Despite the limited neutron data that could be collected, the refinement yielded an excellent result, as shown in Table 2 and Fig. 6. The refined oxygen position is close to that determined from the X-ray analyses. This position may be very slightly inaccurate, however, as the result implies a somewhat elongated P/S–O bond length of 1.562(4) Å, though the lattice parameter is similar to the other refinements. Taking the oxygen to instead lie at 0.5, 0.220, and 0.370, as obtained from the average of X-ray refinements, the P/S–O bond length becomes 1.508 Å, a more physically reasonable value. While it is known that measurements of O–H bond distances can differ between X-ray and neutron structure refinements because of the displacement between the nuclear and electron centers of mass of protons, such an effect is considered unlikely for the P/S–O bond. For example, in the compound Cs₃Li(DSO₄)₄, the X-ray and neutron S–O distances are within 0.01 Å of one another.³⁷ As noted above, co-refinement of the X-ray and neutron data collected at 100 K was not pursued due to the likely compositional differences between the two crystals.

Turning to the hydrogen bond environment, if the proton were to indeed reside at the 3c site, the most plausible bonding configuration would be a linear symmetric bond; other choices for the O–O pair would be anticipated to shift the proton away from the 3c site. The refined oxygen position (with hydrogen at the 3c site) implies an O–H bond length of 1.267(8) Å, which changes only slightly to become 1.249 Å using the X-ray derived oxygen positions. The O⋯O distance is calculated to be 2.498(10) Å using the neutron refined oxygen coordinates and 2.534(10) Å using those from the X-ray refinement. Though the O–H bond lengths from the present neutron refinement are rather long for a bond between an oxygen donor atom and a covalently bonded hydrogen, the O⋯O values are similar to those obtained from analysis of the probability distribution function for O⋯O distances generated by AIMD simulations of cubic CsH₂PO₄. In particular, Lee and Tuckerman¹⁷ reported a value of 2.61 Å (using a lattice parameter of 4.961 Å), whereas Dreßler and Sebastiani¹⁹ obtained a value of 2.45 Å (using a lattice parameter of 4.9549 Ų⁰). Lee and Tuckerman further evaluated the geometry of the hydrogen bond and found the O–H⋯O configuration to be linear and asymmetric, with d_O–H and d_O⋯H distances of 1.02 and 1.54 Å, respectively. Such behavior agrees with the general observation that hydrogen bonds with d_O⋯O greater than ∼2.4 Å are typically asymmetric³⁸ (meaning that the hydrogen is displaced from the midpoint between the two oxygen atoms), though linear asymmetric bonds are rare. Very recently, Wang et al.³⁹ studied CsH₂PO₄ using machine-learned molecular dynamics simulations and concluded the most probable proton position to be slightly displaced from the 3c site, specifically at a 6f site with coordinates (0.5, 0.5, 0.92). These coordinates produce an asymmetric, non-linear bond (∼160°) with bond distances close to those predicted by Lee and Tuckerman.

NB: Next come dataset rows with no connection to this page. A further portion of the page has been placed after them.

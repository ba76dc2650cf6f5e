use thiserror::Error;

use crate::application::CheckoutSettings;
use crate::infrastructure::stripe::client::STRIPE_API_BASE;
use crate::infrastructure::stripe::signature::DEFAULT_TOLERANCE_SECS;

#[derive(Debug, Error, PartialEq, Eq)]
pub enum ConfigError {
    #[error("{0} must be set")]
    Missing(&'static str),
    #[error("{name} has an invalid value '{value}'")]
    Invalid { name: &'static str, value: String },
}

#[derive(Debug, Clone)]
pub struct AppConfig {
    pub database_url: String,
    pub host: String,
    pub port: u16,
    pub stripe_secret_key: String,
    pub stripe_webhook_secret: String,
    pub stripe_api_base: String,
    pub webhook_tolerance_secs: i64,
    pub currency: String,
    pub success_url: String,
    pub cancel_url: String,
}

impl AppConfig {
    /// Reads the process environment. Call `dotenvy::dotenv()` first to pick
    /// up a local `.env` file.
    pub fn from_env() -> Result<Self, ConfigError> {
        Self::from_lookup(|key| std::env::var(key).ok())
    }

    pub fn from_lookup<F>(lookup: F) -> Result<Self, ConfigError>
    where
        F: Fn(&str) -> Option<String>,
    {
        let required = |name: &'static str| {
            lookup(name)
                .filter(|v| !v.trim().is_empty())
                .ok_or(ConfigError::Missing(name))
        };
        let or_default =
            |name: &str, default: &str| lookup(name).unwrap_or_else(|| default.to_string());

        let port = or_default("PORT", "5000");
        let port = port.parse::<u16>().map_err(|_| ConfigError::Invalid {
            name: "PORT",
            value: port.clone(),
        })?;

        let tolerance = or_default("WEBHOOK_TOLERANCE_SECS", &DEFAULT_TOLERANCE_SECS.to_string());
        let webhook_tolerance_secs = tolerance
            .parse::<i64>()
            .ok()
            .filter(|t| *t > 0)
            .ok_or_else(|| ConfigError::Invalid {
                name: "WEBHOOK_TOLERANCE_SECS",
                value: tolerance.clone(),
            })?;

        let currency = or_default("CHECKOUT_CURRENCY", "inr").to_ascii_lowercase();
        if currency.len() != 3 || !currency.chars().all(|c| c.is_ascii_alphabetic()) {
            return Err(ConfigError::Invalid {
                name: "CHECKOUT_CURRENCY",
                value: currency,
            });
        }

        Ok(Self {
            database_url: required("DATABASE_URL")?,
            host: or_default("HOST", "0.0.0.0"),
            port,
            stripe_secret_key: required("STRIPE_SECRET_KEY")?,
            stripe_webhook_secret: required("STRIPE_WEBHOOK_SECRET")?,
            stripe_api_base: or_default("STRIPE_API_BASE", STRIPE_API_BASE),
            webhook_tolerance_secs,
            currency,
            success_url: or_default("CHECKOUT_SUCCESS_URL", "http://localhost:3000/success"),
            cancel_url: or_default("CHECKOUT_CANCEL_URL", "http://localhost:3000/cancel"),
        })
    }

    pub fn checkout_settings(&self) -> CheckoutSettings {
        CheckoutSettings {
            currency: self.currency.clone(),
            success_url: self.success_url.clone(),
            cancel_url: self.cancel_url.clone(),
        }
    }
}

Motivated by the computational results, additional refinements were performed with the proton positioned on the 6f site. The z-coordinate was fixed to a specific value ranging from 0.92 to 0.99, with all other aspects of the refinement being the same as reported above (isotropic, independent displacement parameters refined for all atoms, except for constraining the hydrogen displacement parameter to be 1.2 times the value of the oxygen displacement parameter, and freely refined oxygen coordinates). The refinement statistics improved monotonically as the hydrogen z-coordinate approached 1, with little impact on the oxygen coordinates or the displacement parameters (Table S3). Ultimately, the best fit to the data was obtained with the hydrogen at the special position, as reported in Table 2. The difference from the computational prediction may be explained by the differences in the composition, CsH₂PO₄ vs. Cs-deficient Cs₂(HSO₄)(H₂PO₄), or the metastable nature of the crystals studied here. Alternatively, due to the low number of neutron reflections collected, the possibility that the proton in cubic Cs-deficient Cs₂(HSO₄)(H₂PO₄) may, in fact, be slightly displaced from the 3c site cannot be entirely ruled out. Regardless, the neutron diffraction analysis reveals that the proton resides between phosphate groups at physically reasonable locations.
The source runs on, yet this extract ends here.